Welcome to the blog of Pastor Alton Stone, from Simpsonville, SC. Pastor Stone is a retired Ordained Bishop of The Church of God, Cleveland, Tennessee with over 45 years of pastoral ministry.

Thursday, May 17, 2018

Dealing With Your Past (Part 3)

Dealing With Your Past (Part 3)

As you look back on the punishments you received as a child for bad behavior with hindsight, it seems obvious to most that your parents were not going to annihilate you. Yet as a result, you might underestimate the impact of the punishment at the time on the child version of themselves, and the lasting mark it made on them growing up.  You do become a prisoner of your environment while growing from childhood to life as an adult, whether it was good or bad. That doesn't mean you can't change as you get older for the good, but that change doesn't come without being able to overcome your past behaviors.

Solid relationships early in life help you develop a stable sense of who you are. Researchers call this "self-concept clarity." Your sense of identity develops through your interactions with others, and positive and predictable relationships offer a reliable context in which to develop that identity.

ACEs are often linked with low self-concept clarity, which in turn leads to greater depression, loneliness, perceived stress, and life distress. An impoverished sense of self may then lead to poor adult mental health. In contrast, having a clear sense of your identity can protect you against depression and isolation.
Some of the habits you developed early in life actually get stronger later in life, particularly through your interactions with others. Your relationships with early caregivers play a big role in whether we're generally secure or anxious in these connections. Someone with an anxious attachment style, which is the way you relate with others close to you, will have a hard time feeling cared for in a relationship, which might lead to desperate measures to avoid being abandoned. These behaviors, in turn, might lead a partner to distance themselves, which will further trigger the fear of abandonment and clinging as the cycle continues.

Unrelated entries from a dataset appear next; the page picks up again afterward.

use std::fs;

use ratatui::style::Color;
use rust_embed::Embed;
use serde::{Deserialize, Serialize};
use tracing::{debug, warn};

use crate::config::Config;

#[derive(Embed)]
#[folder = "assets/themes/"]
struct ThemeAssets;

#[derive(Clone, Debug, Serialize, Deserialize)]
pub struct Theme {
    pub name: String,
    pub colors: ThemeColors,
}

#[derive(Clone, Debug, Serialize, Deserialize)]
pub struct ThemeColors {
    pub bg: String,
    pub fg: String,
    pub cell_correct: String,
    pub cell_wrong: String,
    pub cell_wrong_bg: String,
    pub cell_revealed: String,
    pub cell_pending: String,
    pub cursor_bg: String,
    pub cursor_fg: String,
    pub star: String,
    pub accent: String,
    pub muted: String,
    pub border: String,
    pub border_focused: String,
    pub header_bg: String,
    pub header_fg: String,
    pub error: String,
    pub success: String,
}

impl Theme {
    /// User themes in `<config_dir>/klisis/themes/` shadow the bundled ones.
    pub fn load(name: &str) -> Option<Self> {
        let filename = format!("{name}.toml");

        let user_theme_path = Config::config_dir().join("themes").join(&filename);
        if let Ok(content) = fs::read_to_string(&user_theme_path) {
            match toml::from_str::<Theme>(&content) {
                Ok(theme) => {
                    debug!(path = %user_theme_path.display(), "loaded user theme");
                    return Some(theme);
                }
                Err(err) => warn!(path = %user_theme_path.display(), %err, "ignoring invalid theme"),
            }
        }

        let file = ThemeAssets::get(&filename)?;
        let content = std::str::from_utf8(file.data.as_ref()).ok()?;
        toml::from_str::<Theme>(content).ok()
    }

    pub fn available_themes() -> Vec<String> {
        let mut names: Vec<String> = ThemeAssets::iter()
            .filter_map(|f| f.strip_suffix(".toml").map(|n| n.to_string()))
            .collect();
        names.sort();
        names
    }
}

impl Default for Theme {
    fn default() -> Self {
        Self::load("parchment").unwrap_or_else(|| Self {
            name: "default".to_string(),
            colors: ThemeColors::default(),
        })
    }
}

impl Default for ThemeColors {
    fn default() -> Self {
        Self {
            bg: "#f4ecd8".to_string(),
            fg: "#3b2f2f".to_string(),
            cell_correct: "#2e6b3a".to_string(),
            cell_wrong: "#a12c2c".to_string(),
            cell_wrong_bg: "#f2d3cc".to_string(),
            cell_revealed: "#6b5a8e".to_string(),
            cell_pending: "#3b2f2f".to_string(),
            cursor_bg: "#d9b56c".to_string(),
            cursor_fg: "#1f1a14".to_string(),
            star: "#b8860b".to_string(),
            accent: "#7a3e1d".to_string(),
            muted: "#8c7b6b".to_string(),
            border: "#c2b59b".to_string(),
            border_focused: "#7a3e1d".to_string(),
            header_bg: "#e6d8b8".to_string(),
            header_fg: "#3b2f2f".to_string(),
            error: "#a12c2c".to_string(),
            success: "#2e6b3a".to_string(),
        }
    }
}

impl ThemeColors {
    pub fn parse_color(hex: &str) -> Color {
        let hex = hex.trim_start_matches('#');
        if hex.is_ascii()
            && hex.len() == 6
            && let (Ok(r), Ok(g), Ok(b)) = (
                u8::from_str_radix(&hex[0..2], 16),
                u8::from_str_radix(&hex[2..4], 16),
                u8::from_str_radix(&hex[4..6], 16),
            )
        {
            return Color::Rgb(r, g, b);
        }
        Color::Reset
    }

    pub fn bg(&self) -> Color { Self::parse_color(&self.bg) }
    pub fn fg(&self) -> Color { Self::parse_color(&self.fg) }
    pub fn cell_correct(&self) -> Color { Self::parse_color(&self.cell_correct) }
    pub fn cell_wrong(&self) -> Color { Self::parse_color(&self.cell_wrong) }
    pub fn cell_wrong_bg(&self) -> Color { Self::parse_color(&self.cell_wrong_bg) }
    pub fn cell_revealed(&self) -> Color { Self::parse_color(&self.cell_revealed) }
    pub fn cell_pending(&self) -> Color { Self::parse_color(&self.cell_pending) }
    pub fn cursor_bg(&self) -> Color { Self::parse_color(&self.cursor_bg) }
    pub fn cursor_fg(&self) -> Color { Self::parse_color(&self.cursor_fg) }
    pub fn star(&self) -> Color { Self::parse_color(&self.star) }
    pub fn accent(&self) -> Color { Self::parse_color(&self.accent) }
    pub fn muted(&self) -> Color { Self::parse_color(&self.muted) }
    pub fn border(&self) -> Color { Self::parse_color(&self.border) }
    pub fn border_focused(&self) -> Color { Self::parse_color(&self.border_focused) }
    pub fn header_bg(&self) -> Color { Self::parse_color(&self.header_bg) }
    pub fn header_fg(&self) -> Color { Self::parse_color(&self.header_fg) }
    pub fn error(&self) -> Color { Self::parse_color(&self.error) }
    pub fn success(&self) -> Color { Self::parse_color(&self.success) }
}

#[cfg(test)]
mod tests {
    use super::*;

    #[test]
    fn test_bundled_themes_parse() {
        let names = Theme::available_themes();
        assert!(names.contains(&"parchment".to_string()));
        assert!(names.contains(&"midnight".to_string()));
        for name in names {
            let file = ThemeAssets::get(&format!("{name}.toml")).unwrap();
            let content = std::str::from_utf8(file.data.as_ref()).unwrap();
            let theme: Theme = toml::from_str(content).unwrap();
            assert_eq!(theme.name, name);
        }
    }

    #[test]
    fn test_parse_color() {
        assert_eq!(ThemeColors::parse_color("#7a3e1d"), Color::Rgb(0x7a, 0x3e, 0x1d));
        assert_eq!(ThemeColors::parse_color("nonsense"), Color::Reset);
        assert_eq!(ThemeColors::parse_color("#aéaé"), Color::Reset);
    }
}
use std::path::PathBuf;
use std::sync::Arc;
use std::time::{Duration, Instant};

use chrono::Utc;
use rand::SeedableRng;
use rand::rngs::SmallRng;
use tracing::{debug, info, warn};

use crate::bookmark::controller::StarController;
use crate::bookmark::key::{Category, KeyError, Selection, encode};
use crate::bookmark::set::BookmarkSet;
use crate::config::{Config, Overrides};
use crate::paradigm::database::ParadigmDb;
use crate::quiz::mastery::{MasteryStore, SessionStats};
use crate::quiz::navigation::{next_selection, random_selection, step_verb_slice};
use crate::quiz::table::QuizTable;
use crate::store::json_store::JsonStore;
use crate::store::schema::MasteryData;
use crate::ui::theme::Theme;

const NOTICE_TTL: Duration = Duration::from_secs(4);
pub const SETTINGS_COUNT: usize = 3;

#[derive(Clone, Copy, Debug, PartialEq, Eq)]
pub enum AppScreen {
    Quiz,
    Mastery,
    Settings,
    Help,
}

#[derive(Clone, Copy, Debug, PartialEq, Eq)]
pub enum Focus {
    List,
    Table,
}

/// One tab of the left-hand list: a paradigm category or the starred tables.
#[derive(Clone, Copy, Debug, PartialEq, Eq)]
pub enum Tab {
    Category(Category),
    Starred,
}

impl Tab {
    pub fn title(self) -> &'static str {
        match self {
            Tab::Category(Category::Noun) => "Nouns",
            Tab::Category(Category::Adjective) => "Adjectives",
            Tab::Category(Category::Pronoun) => "Pronouns",
            Tab::Category(Category::Verb) => "Verbs",
            Tab::Starred => "Starred",
        }
    }
}

pub struct App {
    pub screen: AppScreen,
    pub focus: Focus,
    pub tab: Tab,
    pub tabs: Vec<Tab>,
    pub list_selected: usize,
    pub quiz: Option<QuizTable>,
    pub last_score: Option<f64>,
    pub db: ParadigmDb,
    pub stars: StarController,
    pub mastery: MasteryStore,
    pub session: SessionStats,
    /// Settings in effect, including command-line overrides.
    pub config: Config,
    pub theme: &'static Theme,
    pub settings_selected: usize,
    pub should_quit: bool,
    store: Option<Arc<JsonStore>>,
    /// Settings as read from the config file; only this is written back.
    saved_config: Config,
    config_file: PathBuf,
    notice: Option<(String, Instant)>,
    rng: SmallRng,
}

impl App {
    /// Without a store the session runs in memory and nothing is saved.
    pub fn new(
        db: ParadigmDb,
        config: Config,
        theme: &'static Theme,
        store: Option<Arc<JsonStore>>,
    ) -> Self {
        let (bookmarks, mastery) = match &store {
            Some(s) => (s.load_bookmarks(), s.load_mastery().stats),
            None => (BookmarkSet::new(), MasteryStore::default()),
        };
        info!(
            starred = bookmarks.len(),
            practiced = mastery.tables.len(),
            "loaded saved data"
        );

        let fallback = db.default_selection();
        let stars = StarController::new(bookmarks, store.clone(), fallback.clone());

        let mut tabs: Vec<Tab> = db.categories().into_iter().map(Tab::Category).collect();
        tabs.push(Tab::Starred);

        let mut app = Self {
            screen: AppScreen::Quiz,
            focus: Focus::List,
            tab: Tab::Category(fallback.category),
            tabs,
            list_selected: 0,
            quiz: None,
            last_score: None,
            db,
            stars,
            mastery,
            session: SessionStats::new(Utc::now()),
            saved_config: config.clone(),
            config,
            config_file: Config::config_path(),
            theme,
            settings_selected: 0,
            should_quit: false,
            store,
            notice: None,
            rng: SmallRng::from_entropy(),
        };
        app.open(fallback);
        app
    }

    /// Apply command-line settings for this run without saving them.
    pub fn with_overrides(mut self, overrides: &Overrides) -> Self {
        self.config = self.saved_config.with_overrides(overrides);
        self
    }

    pub fn with_config_file(mut self, path: PathBuf) -> Self {
        self.config_file = path;
        self
    }

    pub fn notice(&self) -> Option<&str> {
        self.notice.as_ref().map(|(text, _)| text.as_str())
    }

    pub fn set_notice(&mut self, text: impl Into<String>) {
        self.notice = Some((text.into(), Instant::now()));
    }

    pub fn tick(&mut self) {
        if let Some(text) = self.stars.take_notice() {
            self.set_notice(text);
        }
        if self
            .notice
            .as_ref()
            .is_some_and(|(_, at)| at.elapsed() > NOTICE_TTL)
        {
            self.notice = None;
        }
    }

    /// Labels of the entries in the current tab.
    pub fn list_items(&self) -> Vec<String> {
        match self.tab {
            Tab::Starred => self
                .stars
                .display_map()
                .iter()
                .map(|e| e.label.clone())
                .collect(),
            Tab::Category(category) => self
                .db
                .modes(category)
                .into_iter()
                .map(str::to_string)
                .collect(),
        }
    }

    /// Whether each entry of the current tab is starred, parallel to `list_items`.
    pub fn list_star_marks(&self) -> Vec<bool> {
        match self.tab {
            Tab::Starred => vec![true; self.stars.display_map().len()],
            Tab::Category(category) if category.is_verb() => self
                .db
                .modes(category)
                .into_iter()
                .map(|mode| {
                    self.db
                        .verb_slices(mode)
                        .iter()
                        .any(|slice| self.stars.is_starred(&Selection::verb(mode, slice)))
                })
                .collect(),
            Tab::Category(category) => self
                .db
                .modes(category)
                .into_iter()
                .map(|mode| self.stars.is_starred(&Selection::table(category, mode)))
                .collect(),
        }
    }

    /// Show a table reached through the regular lists.
    pub fn open(&mut self, selection: Selection) {
        self.stars.show(selection.clone());
        self.load_quiz(selection);
    }

    fn load_quiz(&mut self, selection: Selection) {
        self.last_score = None;
        match self.db.grid(&selection) {
            Some(grid) => {
                debug!(?selection, "opening table");
                self.quiz = Some(QuizTable::new(selection, grid, self.config.strict_accents));
            }
            None => {
                // A starred table the current paradigm file no longer has.
                warn!(?selection, "no table for selection");
                self.quiz = None;
                self.set_notice(format!("No table for {}", selection.mode));
            }
        }
    }

    fn sync_list_to(&mut self, selection: &Selection) {
        if self.tab == Tab::Starred {
            self.list_selected = self.stars.current_index().unwrap_or(0);
            return;
        }
        self.tab = Tab::Category(selection.category);
        self.list_selected = self
            .db
            .modes(selection.category)
            .iter()
            .position(|m| *m == selection.mode)
            .unwrap_or(0);
    }

    pub fn switch_tab(&mut self, forward: bool) {
        let len = self.tabs.len();
        let idx = self.tabs.iter().position(|t| *t == self.tab).unwrap_or(0);
        let next = if forward {
            (idx + 1) % len
        } else {
            (idx + len - 1) % len
        };
        self.select_tab(self.tabs[next]);
    }

    pub fn select_tab(&mut self, tab: Tab) {
        self.tab = tab;
        self.list_selected = 0;
        match tab {
            Tab::Starred => match self.stars.enter_bookmarks(&self.db) {
                Some(selection) => self.load_quiz(selection),
                None => {
                    self.quiz = None;
                    self.last_score = None;
                }
            },
            Tab::Category(category) => {
                if let Some(selection) = self.db.first_selection(category) {
                    self.open(selection);
                }
            }
        }
    }

    pub fn list_move(&mut self, down: bool) {
        let len = self.list_items().len();
        if len == 0 {
            return;
        }
        self.list_selected = if down {
            (self.list_selected + 1) % len
        } else {
            (self.list_selected + len - 1) % len
        };
    }

    /// Open the highlighted entry and move focus to the table.
    pub fn list_activate(&mut self) {
        match self.tab {
            Tab::Starred => {
                if let Some(selection) = self.stars.pick_index(self.list_selected) {
                    self.load_quiz(selection);
                }
            }
            Tab::Category(category) => {
                let modes = self.db.modes(category);
                let Some(mode) = modes.get(self.list_selected).map(|m| m.to_string()) else {
                    return;
                };
                let selection = if category.is_verb() {
                    match self.db.verb_slices(&mode).into_iter().next() {
                        Some(slice) => Selection::verb(&mode, &slice),
                        None => return,
                    }
                } else {
                    Selection::table(category, &mode)
                };
                self.open(selection);
            }
        }
        if self.quiz.is_some() {
            self.focus = Focus::Table;
        }
    }

    /// Step through the voice/tense/mood tables of the verb on screen.
    pub fn cycle_verb_slice(&mut self, forward: bool) {
        if self.stars.in_bookmark_mode() {
            return;
        }
        let Some(current) = self.stars.current_selection() else {
            return;
        };
        if let Some(selection) = step_verb_slice(&self.db, &current, forward) {
            self.open(selection);
        }
    }

    pub fn next_table(&mut self) {
        if self.stars.in_bookmark_mode() {
            if let Some(selection) = self.stars.next_bookmark() {
                self.load_quiz(selection);
                self.list_selected = self.stars.current_index().unwrap_or(0);
            }
            return;
        }

        let next = if self.config.randomize_next {
            random_selection(&self.db, &mut self.rng)
        } else {
            self.stars
                .current_selection()
                .and_then(|current| next_selection(&self.db, &current))
        };
        if let Some(selection) = next {
            self.sync_list_to(&selection);
            self.open(selection);
        }
    }

    /// Star the table on screen, or unstar it when it already is.
    pub fn toggle_star(&mut self) -> Result<(), KeyError> {
        if !self.stars.current_is_starred() {
            if self.stars.star()? {
                self.set_notice("Starred");
            }
        } else if let Some(selection) = self.stars.unstar(&self.db)? {
            if !self.stars.in_bookmark_mode() {
                // The last starred table is gone; back to the regular lists.
                self.tab = Tab::Category(selection.category);
            }
            self.sync_list_to(&selection);
            self.load_quiz(selection);
        } else {
            self.set_notice("Unstarred");
        }

        if let Some(text) = self.stars.take_notice() {
            self.set_notice(text);
        }
        Ok(())
    }

    /// Grade every cell. Only the first check of a loaded table goes into
    /// the practice history; checking again shows the score without counting.
    pub fn check_all(&mut self) -> Result<(), KeyError> {
        let Some(quiz) = self.quiz.as_mut() else {
            return Ok(());
        };
        let accuracy = quiz.check_all();
        let key = encode(&quiz.selection)?;
        let first_check = quiz.mark_recorded();
        self.last_score = Some(accuracy);

        if !first_check {
            debug!(%key, accuracy, "table already recorded");
            self.set_notice(format!("{:.0}% correct", accuracy * 100.0));
            return Ok(());
        }

        let now = Utc::now();
        self.session.record(&key, accuracy);
        let stats = self.mastery.record_attempt(&key, accuracy, now);
        let newly_mastered = stats.mastered_at == Some(now);
        info!(%key, accuracy, mastered = stats.mastered, "table checked");
        if newly_mastered {
            self.set_notice(format!("{:.0}% correct, table mastered", accuracy * 100.0));
        } else {
            self.set_notice(format!("{:.0}% correct", accuracy * 100.0));
        }
        self.save_mastery();
        Ok(())
    }

    pub fn check_current(&mut self) {
        if let Some(quiz) = self.quiz.as_mut()
            && quiz.check_current() == Some(false)
        {
            self.set_notice("Not quite");
        }
    }

    pub fn reveal(&mut self) {
        if let Some(quiz) = self.quiz.as_mut() {
            quiz.reveal();
        }
    }

    pub fn reset_table(&mut self) {
        if let Some(quiz) = self.quiz.as_mut() {
            quiz.reset();
        }
        self.last_score = None;
    }

    pub fn type_char(&mut self, ch: char) {
        if let Some(quiz) = self.quiz.as_mut() {
            quiz.type_char(ch);
        }
    }

    pub fn backspace(&mut self) {
        if let Some(quiz) = self.quiz.as_mut() {
            quiz.backspace();
        }
    }

    fn save_mastery(&mut self) {
        let Some(store) = &self.store else {
            return;
        };
        if let Err(err) = store.save_mastery(&MasteryData::new(self.mastery.clone())) {
            warn!(error = %format!("{err:#}"), "failed to save mastery");
            self.set_notice("Could not save progress");
        }
    }

    pub fn go_to_settings(&mut self) {
        self.settings_selected = 0;
        self.screen = AppScreen::Settings;
    }

    pub fn leave_settings(&mut self) {
        if let Err(err) = self.saved_config.save_to(&self.config_file) {
            warn!(error = %format!("{err:#}"), "failed to save config");
            self.set_notice("Could not save settings");
        }
        self.screen = AppScreen::Quiz;
    }

    pub fn settings_cycle(&mut self, forward: bool) {
        match self.settings_selected {
            0 => {
                let themes = Theme::available_themes();
                if themes.is_empty() {
                    return;
                }
                let len = themes.len();
                let next = match themes.iter().position(|t| *t == self.config.theme) {
                    Some(idx) if forward => (idx + 1) % len,
                    Some(idx) => (idx + len - 1) % len,
                    None => 0,
                };
                self.config.theme = themes[next].clone();
                self.saved_config.theme = self.config.theme.clone();
                if let Some(theme) = Theme::load(&self.config.theme) {
                    self.theme = Box::leak(Box::new(theme));
                }
            }
            // Applies from the next table opened.
            1 => {
                self.config.strict_accents = !self.config.strict_accents;
                self.saved_config.strict_accents = self.config.strict_accents;
            }
            2 => {
                self.config.randomize_next = !self.config.randomize_next;
                self.saved_config.randomize_next = self.config.randomize_next;
            }
            _ => {}
        }
    }

    /// Retry any unsaved bookmark change and stop the event loop.
    pub fn quit(&mut self) {
        self.stars.flush();
        if self.stars.is_dirty() {
            warn!("exiting with unsaved starred tables");
        }
        self.should_quit = true;
    }
}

As a result, your interactions with others can amplify the tendencies that you developed in childhood. A recent study confirmed this pattern among adults with a history of physical abuse and neglect. The researchers found that childhood maltreatment led to an anxious attachment style, which in turn led to depression, anxiety, and low self-esteem. 

You can't help how you were raised as a child. You may have had the best parents in the world or the worst. Your childhood may have been delightful or destructive. Please remember this one thing-YOUR past DOESN'T control YOUR future. God can help you change all of that.

Isaiah 43:18, 19 "Remember ye not the former things, neither consider the things of old. Behold, I will do a new thing; now it shall spring forth; shall ye not know it? I will even make a way in the wilderness, and rivers in the desert."